> [Dataset excerpts]:

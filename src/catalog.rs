//! In-memory dataset catalog.
//!
//! [`DatasetCatalog`] is the merged, queryable view over every connector's
//! results. Writes replace one entry at a time under a short write lock,
//! so a reader running during a refresh always sees whole entries, never a
//! half-written one. Readers receive clones; nothing outside the catalog
//! holds a reference into the map.
//!
//! # Search ranking
//!
//! Matching is a case-insensitive substring test. Results are grouped into
//! tiers and sorted by id within a tier:
//!
//! | Tier | Match |
//! |------|-------|
//! | 0 | name equals the query |
//! | 1 | name contains the query |
//! | 2 | a schema field name contains the query |
//! | 3 | source, description, or a tag contains the query |

use std::collections::BTreeMap;
use std::sync::{RwLock, RwLockReadGuard, RwLockWriteGuard};
use std::time::Duration;

use chrono::{DateTime, Utc};

use crate::models::{Catalog, DatasetMetadata, UpsertOutcome};

/// Optional narrowing applied on top of the text query.
#[derive(Debug, Clone, Default)]
pub struct SearchFilter {
    /// Exact source label (e.g. `"ine:es"`).
    pub source: Option<String>,
    /// Every listed tag must be present (case-insensitive).
    pub tags: Vec<String>,
    /// Only entries fetched at or after this instant.
    pub since: Option<DateTime<Utc>>,
    pub limit: Option<usize>,
}

#[derive(Debug, Default)]
pub struct DatasetCatalog {
    entries: RwLock<BTreeMap<String, DatasetMetadata>>,
}

impl DatasetCatalog {
    pub fn new() -> Self {
        Self::default()
    }

    /// Insert or overwrite the entry with the same id.
    ///
    /// An entry whose `fetched_at` is older than the stored one is rejected,
    /// keeping `fetched_at` non-decreasing per id.
    pub fn upsert(&self, entry: DatasetMetadata) -> UpsertOutcome {
        let mut entries = self.write();
        match entries.get(&entry.id) {
            None => {
                entries.insert(entry.id.clone(), entry);
                UpsertOutcome::Inserted
            }
            Some(existing) if entry.fetched_at < existing.fetched_at => UpsertOutcome::Stale,
            Some(existing) => {
                let outcome = if existing.same_content(&entry) {
                    UpsertOutcome::Unchanged
                } else {
                    UpsertOutcome::Updated
                };
                entries.insert(entry.id.clone(), entry);
                outcome
            }
        }
    }

    /// Drop one entry. Refreshes never call this; only operators do.
    pub fn remove(&self, id: &str) -> Option<DatasetMetadata> {
        self.write().remove(id)
    }

    /// Drop every entry, returning how many there were.
    pub fn clear(&self) -> usize {
        let mut entries = self.write();
        let count = entries.len();
        entries.clear();
        count
    }

    pub fn get(&self, id: &str) -> Option<DatasetMetadata> {
        self.read().get(id).cloned()
    }

    /// Owned copy of the whole catalog.
    pub fn all(&self) -> Catalog {
        self.read().clone()
    }

    pub fn len(&self) -> usize {
        self.read().len()
    }

    pub fn is_empty(&self) -> bool {
        self.read().is_empty()
    }

    /// Entries produced by the given source label.
    pub fn by_source(&self, source: &str) -> Vec<DatasetMetadata> {
        self.read()
            .values()
            .filter(|e| e.source == source)
            .cloned()
            .collect()
    }

    /// Ids whose `fetched_at` is at least `ttl` old at `now`.
    pub fn stale(&self, ttl: Duration, now: DateTime<Utc>) -> Vec<String> {
        self.read()
            .values()
            .filter(|e| is_stale(e, ttl, now))
            .map(|e| e.id.clone())
            .collect()
    }

    /// True when `source` has no entries yet or any of them is stale.
    pub fn source_is_due(&self, source: &str, ttl: Duration, now: DateTime<Utc>) -> bool {
        let entries = self.read();
        let mut from_source = entries.values().filter(|e| e.source == source).peekable();
        if from_source.peek().is_none() {
            return true;
        }
        from_source.any(|e| is_stale(e, ttl, now))
    }

    pub fn search(&self, query: &str) -> Vec<DatasetMetadata> {
        self.search_with(query, &SearchFilter::default())
    }

    pub fn search_with(&self, query: &str, filter: &SearchFilter) -> Vec<DatasetMetadata> {
        let needle = query.trim().to_lowercase();
        let entries = self.read();

        let mut ranked: Vec<(u8, &DatasetMetadata)> = entries
            .values()
            .filter(|e| passes_filter(e, filter))
            .filter_map(|e| match_tier(e, &needle).map(|tier| (tier, e)))
            .collect();

        // BTreeMap iteration is already id-ascending, so a stable sort by
        // tier keeps the id order inside each tier.
        ranked.sort_by_key(|(tier, _)| *tier);

        let limit = filter.limit.unwrap_or(usize::MAX);
        ranked
            .into_iter()
            .take(limit)
            .map(|(_, e)| e.clone())
            .collect()
    }

    fn read(&self) -> RwLockReadGuard<'_, BTreeMap<String, DatasetMetadata>> {
        self.entries.read().unwrap_or_else(|poisoned| poisoned.into_inner())
    }

    fn write(&self) -> RwLockWriteGuard<'_, BTreeMap<String, DatasetMetadata>> {
        self.entries
            .write()
            .unwrap_or_else(|poisoned| poisoned.into_inner())
    }
}

fn is_stale(entry: &DatasetMetadata, ttl: Duration, now: DateTime<Utc>) -> bool {
    chrono::Duration::from_std(ttl)
        .ok()
        .and_then(|ttl| entry.fetched_at.checked_add_signed(ttl))
        .map_or(false, |expires| expires <= now)
}

fn passes_filter(entry: &DatasetMetadata, filter: &SearchFilter) -> bool {
    if let Some(source) = &filter.source {
        if &entry.source != source {
            return false;
        }
    }
    if let Some(since) = filter.since {
        if entry.fetched_at < since {
            return false;
        }
    }
    filter.tags.iter().all(|wanted| {
        entry
            .tags
            .iter()
            .any(|t| t.eq_ignore_ascii_case(wanted))
    })
}

/// Relevance tier of `entry` for a lowercased needle; `None` if no match.
fn match_tier(entry: &DatasetMetadata, needle: &str) -> Option<u8> {
    if needle.is_empty() {
        return Some(1);
    }
    let name = entry.name.to_lowercase();
    if name == needle {
        return Some(0);
    }
    if name.contains(needle) {
        return Some(1);
    }
    if entry
        .schema
        .keys()
        .any(|field| field.to_lowercase().contains(needle))
    {
        return Some(2);
    }
    let in_description = entry
        .description
        .as_deref()
        .is_some_and(|d| d.to_lowercase().contains(needle));
    if entry.source.to_lowercase().contains(needle)
        || in_description
        || entry.tags.iter().any(|t| t.to_lowercase().contains(needle))
    {
        return Some(3);
    }
    None
}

> [Action item]:
Check each line of the entries above for the word "this". List the ones that have it.

> [Exercise response]:
    /// Only entries fetched at or after this instant.
    /// Drop one entry. Refreshes never call this; only operators do.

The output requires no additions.